Jul 22, 2024

Python Pickle Risks and Safer Serialization Alternatives

By Alyce Osbourne

When Python developers hear the word “pickle,” they may not immediately think of briny cucumbers but rather of the built-in pickle module used for serializing and deserializing Python objects. While pickle can be a powerful tool, it also carries significant risks that can leave your codebase vulnerable. In this blog post, I will explore these dangers and discuss safer alternatives.

What is Pickle?

The pickle module allows you to serialize Python objects into a byte stream, which can then be written to a file or transmitted over a network. Later, you can deserialize this byte stream back into a Python object. On the surface, this can be incredibly convenient for persisting data, caching, or sending complex objects between different parts of a system, but as I will explain, it’s not without its drawbacks.

How to use Pickle

Pickle is fairly straightforward to use.
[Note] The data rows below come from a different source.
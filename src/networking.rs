/*
    Copyright © 2023, ParallelChain Lab
    Licensed under the Apache License, Version 2.0: http://www.apache.org/licenses/LICENSE-2.0
*/

//! [Trait definition](Network) for pluggable wakeup gossip between the peers of a base.
//!
//! Blocks themselves are replicated by the [append log](crate::append_log) collaborator. The only
//! thing peers tell each other directly is which heads they have just appended, so that a peer can
//! open writers it did not know about (when optimistic appends are enabled) and run an update
//! without waiting for its next scheduled one.

use borsh::{BorshDeserialize, BorshSerialize};

use crate::types::data_types::{Head, LogKey};

pub trait Network: Clone + Send {
    /// Send a message to all peers without blocking.
    fn broadcast(&mut self, message: WakeupMessage);

    /// Send a message to the specified peer without blocking.
    fn send(&mut self, peer: LogKey, message: WakeupMessage);

    /// Receive a message from any peer. Returns immediately with a None if no message is available now.
    fn recv(&mut self) -> Option<(LogKey, WakeupMessage)>;
}

/// Heads a peer has recently appended.
#[derive(Clone, PartialEq, Eq, Debug, BorshSerialize, BorshDeserialize)]
pub struct WakeupMessage {
    pub heads: Vec<Head>,
}

/// A [`Network`] for bases that have no peers to gossip with.
#[derive(Clone, Copy, Default)]
pub struct LocalOnly;

impl Network for LocalOnly {
    fn broadcast(&mut self, _: WakeupMessage) {}

    fn send(&mut self, _: LogKey, _: WakeupMessage) {}

    fn recv(&mut self) -> Option<(LogKey, WakeupMessage)> {
        None
    }
}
If you are familiar with the json module, it may seem familiar. It allows you to serialize almost any Python object, which makes it incredibly convenient to use because there is no need to build complicated serialization tools.

import dataclasses
import pickle


@dataclasses.dataclass
class User:
    name: str
    age: int


data = User(name="Arjan", age=47)

pickled_data = pickle.dumps(data)
unpickled_data = pickle.loads(pickled_data)

assert data == unpickled_data

The pickled data for the user looks like this:

b'\\x80\\x04\\x954\\x00\\x00\\x00\\x00\\x00\\x00\\x00\\x8c\\x08__main__\\x94\\x8c\\x04User\\x94\\x93\\x94)\\x81\\x94}\\x94(\\x8c\\x04name\\x94\\x8c\\x05Arjan\\x94\\x8c\\x03age\\x94K/ub.'

As you can see, we can pick out some minor details, but generally, it’s pretty hard to read. You should take notice of the __main__ and User fragments, it’s these that inform Pickle of the type it should deserialize too.

The dangers

Security Vulnerabilities: The most significant danger of using pickle is its inherent insecurity. When you unpickle data, you are essentially executing the byte stream as Python code. This means that if an attacker can modify the serialized data, they can execute arbitrary code on your system. This vulnerability can lead to severe consequences, such as data breaches, system compromises, and more. Malicious payloads are trivial to create and can be as simple as just a few lines of code.
Compatibility Issues: Pickle and the data it generates are specific to Python, and it generally doesn’t support unpickling data between versions. This can be problematic when you need to upgrade your Python version or share data between different systems and languages.
Lack of Transparency: Pickle’s byte stream is generally not human-readable, making it challenging to debug and inspect the data. If something goes wrong, it can be difficult to determine the cause without detailed knowledge of the pickle protocol and the serialized objects.
Size and Performance: Pickle can produce large byte streams, leading to increased storage requirements and slower performance, especially when working with large or complex objects. This can be a significant drawback in resource-constrained environments.

Malicious payloads

To show you just how scary Pickle is and how easy it is for just about anyone to ruin your day, here is a simple example of how malicious payloads can be created.

import os
import pickle


class Payload:
    def __init__(
            self,
            init,
            *args
    ):
        self.init = init
        self.args = args

    def __reduce__(self):
        return self.init, self.args


payload = pickle.dumps(
    Payload(
        os.system,
        'echo Malicious code executed!'
    ))

with open('payload.bin', 'wb') as f:
    f.write(payload)

That’s it! In just a few lines of code, we have Arbitrary Code Execution! The minute this code is unpickled, it will run its payload, and you have effectively destroyed your production server. And it could be so much worse. This could have infected your machine, exfiltrated confidential information, etc.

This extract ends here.